Neighbor        V    AS MsgRcvd MsgSent   TblVer  InQ OutQ Up/Down  State/PfxRcd
2.2.2.2         4 65000     453     127       13    0    0 01:19:45        0
10.1.88.2       4 65002     116     119       13    0    0 01:17:52        1

Now we can advertise default route, from R8 global routing table to the customer VRF, using VRF INTERNET,

R8:

ip vrf INTERNET
 rd 65002:8
 route-target export 65002:888
 route-target import 65002:888
 route-target import 100:888

 And on R1:

ip prefix-list PL_NET6 permit 192.168.61.0/24
!
route-map VRF_BLUE_EXPORT permit 10
 match ip address prefix-list PL_NET6
 set extcommunity rt  100:888
!
route-map VRF_BLUE_EXPORT deny 999
!
ip vrf BLUE
 rd 1:100
 export map VRF_BLUE_EXPORT
 route-target export 100:100
 route-target import 100:100
 route-target import 65002:888

 
Now when tracing to some unknown address from customer #1 R6 router:

R6#traceroute 8.8.8.8 source lo1
 
Type escape sequence to abort.
Tracing the route to 8.8.8.8
 
  1  *
    10.1.16.1 20 msec 36 msec
  2 10.1.12.2 [MPLS: Labels 17/24 Exp 0] 140 msec 72 msec 108 msec
  3 10.1.88.2 [MPLS: Label 24 Exp 0] 72 msec 40 msec 44 msec
  4 10.1.88.1 84 msec *  96 msec

 
We can see that we are reaching R8 global routing table hence we reach outside the VRF.
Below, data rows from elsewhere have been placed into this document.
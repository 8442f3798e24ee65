//! Refresh coordinator.
//!
//! Exchanges the refresh token for a new access token, with the guarantee
//! that at most one refresh is in flight no matter how many requests fault
//! with 401 at the same moment. All waiters observe the one outcome.

use std::rc::Rc;

use serde_json::Value;

use super::client::{self, Method};
use super::single_flight::SingleFlight;
use super::token_store;

thread_local! {
    static REFRESH_FLIGHT: Rc<SingleFlight<bool>> = Rc::new(SingleFlight::new());
}

/// Obtain a new access token. Returns `true` when the token store holds a
/// fresh, usable pair afterwards. Concurrent callers are collapsed onto the
/// same underlying attempt.
pub async fn refresh_access_token() -> bool {
    let flight = REFRESH_FLIGHT.with(Rc::clone);
    flight.run(perform_refresh).await
}

async fn perform_refresh() -> bool {
    // No refresh token, no network call.
    if token_store::refresh_token().is_none() {
        return false;
    }

    // The backend accepts the refresh token from its HttpOnly cookie; the
    // request body stays empty.
    let Ok(response) = client::send(Method::Post, "/api/v1/auth/refresh", None).await else {
        return false;
    };

    if !response.is_success() {
        token_store::clear();
        return false;
    }

    let access = response.body.get("access").and_then(Value::as_str);

    // Re-read at completion: a concurrent logout may have dropped the pair
    // while the refresh was on the wire.
    let current_refresh = token_store::refresh_token();

    match (access, current_refresh) {
        (Some(access), Some(refresh)) => {
            token_store::persist(access, &refresh);
            true
        }
        _ => {
            token_store::clear();
            false
        }
    }
}
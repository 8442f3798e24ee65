//! Session context.
//!
//! Reactive `{user, loading}` state plus login/logout, provided once at the
//! application root and consumed by the layout and every page. Hydration
//! ("who am I") runs at most once per context instance: the guard flips
//! before the first await, so re-entrant effects cannot issue a second
//! `me()` call.

use leptos::prelude::*;
use leptos::task::spawn_local;

use crate::core::api::auth::{self, LogoutResult, User};
use crate::core::api::{ApiError, ApiResult};

#[derive(Clone, Copy)]
pub struct SessionContext {
    /// Current staff user; `None` until hydration succeeds.
    pub user: RwSignal<Option<User>>,
    /// True while hydrate/login/logout is on the wire.
    pub loading: RwSignal<bool>,
    hydrated: RwSignal<bool>,
}

impl SessionContext {
    /// Fetch the current user once per application load. Safe to call from
    /// re-running effects; only the first call reaches the network.
    pub fn hydrate(self) {
        if self.hydrated.get_untracked() {
            return;
        }
        self.hydrated.set(true);

        self.loading.set(true);
        spawn_local(async move {
            match auth::me().await {
                Ok(user) => self.user.set(Some(user)),
                // On UNAUTHORIZED the executor has already cleared the
                // session and redirected to /login; nothing more to do here.
                Err(_) => self.user.set(None),
            }
            self.loading.set(false);
        });
    }

    /// Authenticate and populate the user. Expected failures come back as a
    /// display message, never as a panic.
    pub async fn login(self, email: &str, password: &str) -> Result<(), String> {
        self.loading.set(true);
        let outcome = self.login_inner(email, password).await;
        self.loading.set(false);
        outcome
    }

    async fn login_inner(self, email: &str, password: &str) -> Result<(), String> {
        // Token persistence happens inside the login call itself.
        if let Err(err) = auth::login(email, password).await {
            return Err(login_error_message(&err));
        }

        let me: ApiResult<User> = auth::me().await;
        match me {
            Ok(user) => {
                self.user.set(Some(user));
                Ok(())
            }
            Err(err) => Err(err.to_string()),
        }
    }

    /// End the session. Best effort against the backend; local state is
    /// always cleared and the browser returns to the login route.
    pub async fn logout(self) -> LogoutResult {
        self.loading.set(true);
        let result = auth::logout().await;
        self.user.set(None);
        self.loading.set(false);
        redirect_to_login();
        result
    }
}

fn login_error_message(err: &ApiError) -> String {
    match err {
        // Wrong credentials surface as 401 on the login endpoint itself.
        ApiError::Unauthorized => "Login yoki parol noto'g'ri".to_string(),
        other => other.to_string(),
    }
}

#[cfg(not(feature = "ssr"))]
fn redirect_to_login() {
    if let Some(window) = leptos::web_sys::window() {
        let _ = window.location().replace("/login");
    }
}

#[cfg(feature = "ssr")]
fn redirect_to_login() {}

/// Provide the session context and start hydration on the client.
pub fn provide_session_context() -> SessionContext {
    let ctx = SessionContext {
        user: RwSignal::new(None),
        loading: RwSignal::new(true),
        hydrated: RwSignal::new(false),
    };

    #[cfg(not(feature = "ssr"))]
    Effect::new(move |_| {
        ctx.hydrate();
    });

    provide_context(ctx);
    ctx
}

pub fn use_session() -> SessionContext {
    expect_context::<SessionContext>()
}
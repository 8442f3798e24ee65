//! Light/dark theme context with localStorage persistence.

use leptos::prelude::*;

#[cfg(not(feature = "ssr"))]
use leptos::web_sys;

const THEME_STORAGE_KEY: &str = "ttpu-crm-theme";

#[derive(Clone, Copy, Debug, PartialEq, Eq, Default)]
pub enum ThemeMode {
    #[default]
    Light,
    Dark,
}

impl ThemeMode {
    pub fn as_str(&self) -> &'static str {
        match self {
            ThemeMode::Light => "light",
            ThemeMode::Dark => "dark",
        }
    }

    #[cfg(not(feature = "ssr"))]
    fn from_str(value: &str) -> Self {
        match value {
            "dark" => ThemeMode::Dark,
            _ => ThemeMode::Light,
        }
    }
}

#[derive(Clone, Copy)]
pub struct ThemeContext {
    pub mode: RwSignal<ThemeMode>,
}

impl ThemeContext {
    pub fn is_dark(&self) -> bool {
        self.mode.get() == ThemeMode::Dark
    }

    pub fn toggle(&self) {
        let next = match self.mode.get_untracked() {
            ThemeMode::Light => ThemeMode::Dark,
            ThemeMode::Dark => ThemeMode::Light,
        };
        self.mode.set(next);
        persist_theme(next);
        apply_theme_class(next);
    }
}

/// Stored preference, falling back to the system color scheme.
#[cfg(not(feature = "ssr"))]
fn initial_mode() -> ThemeMode {
    if let Some(window) = web_sys::window() {
        if let Ok(Some(storage)) = window.local_storage() {
            if let Ok(Some(value)) = storage.get_item(THEME_STORAGE_KEY) {
                return ThemeMode::from_str(&value);
            }
        }
        if let Ok(Some(media_query)) = window.match_media("(prefers-color-scheme: dark)") {
            if media_query.matches() {
                return ThemeMode::Dark;
            }
        }
    }
    ThemeMode::Light
}

fn persist_theme(mode: ThemeMode) {
    #[cfg(not(feature = "ssr"))]
    {
        if let Some(window) = web_sys::window() {
            if let Ok(Some(storage)) = window.local_storage() {
                let _ = storage.set_item(THEME_STORAGE_KEY, mode.as_str());
            }
        }
    }
    #[cfg(feature = "ssr")]
    {
        let _ = mode;
    }
}

/// Tailwind's dark variant keys off a `dark` class on `<html>`.
fn apply_theme_class(mode: ThemeMode) {
    #[cfg(not(feature = "ssr"))]
    {
        if let Some(html) = web_sys::window()
            .and_then(|w| w.document())
            .and_then(|d| d.document_element())
        {
            let class_list = html.class_list();
            if mode == ThemeMode::Dark {
                let _ = class_list.add_1("dark");
            } else {
                let _ = class_list.remove_1("dark");
            }
        }
    }
    #[cfg(feature = "ssr")]
    {
        let _ = mode;
    }
}

pub fn provide_theme_context() -> ThemeContext {
    let ctx = ThemeContext {
        mode: RwSignal::new(ThemeMode::default()),
    };

    // Resolve the stored preference after hydration to avoid a server/client
    // markup mismatch.
    #[cfg(not(feature = "ssr"))]
    Effect::new(move |_| {
        let mode = initial_mode();
        ctx.mode.set(mode);
        apply_theme_class(mode);
    });

    provide_context(ctx);
    ctx
}

pub fn use_theme_context() -> ThemeContext {
    expect_context::<ThemeContext>()
}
What I have done on R8 is a little bit tricky, i use one router with two different legs to create eBGP peer between them, in  this way I could made a VRF with default route injected in it without advertising all SP backbone IP’s and without the burden of managing static routes for return traffic.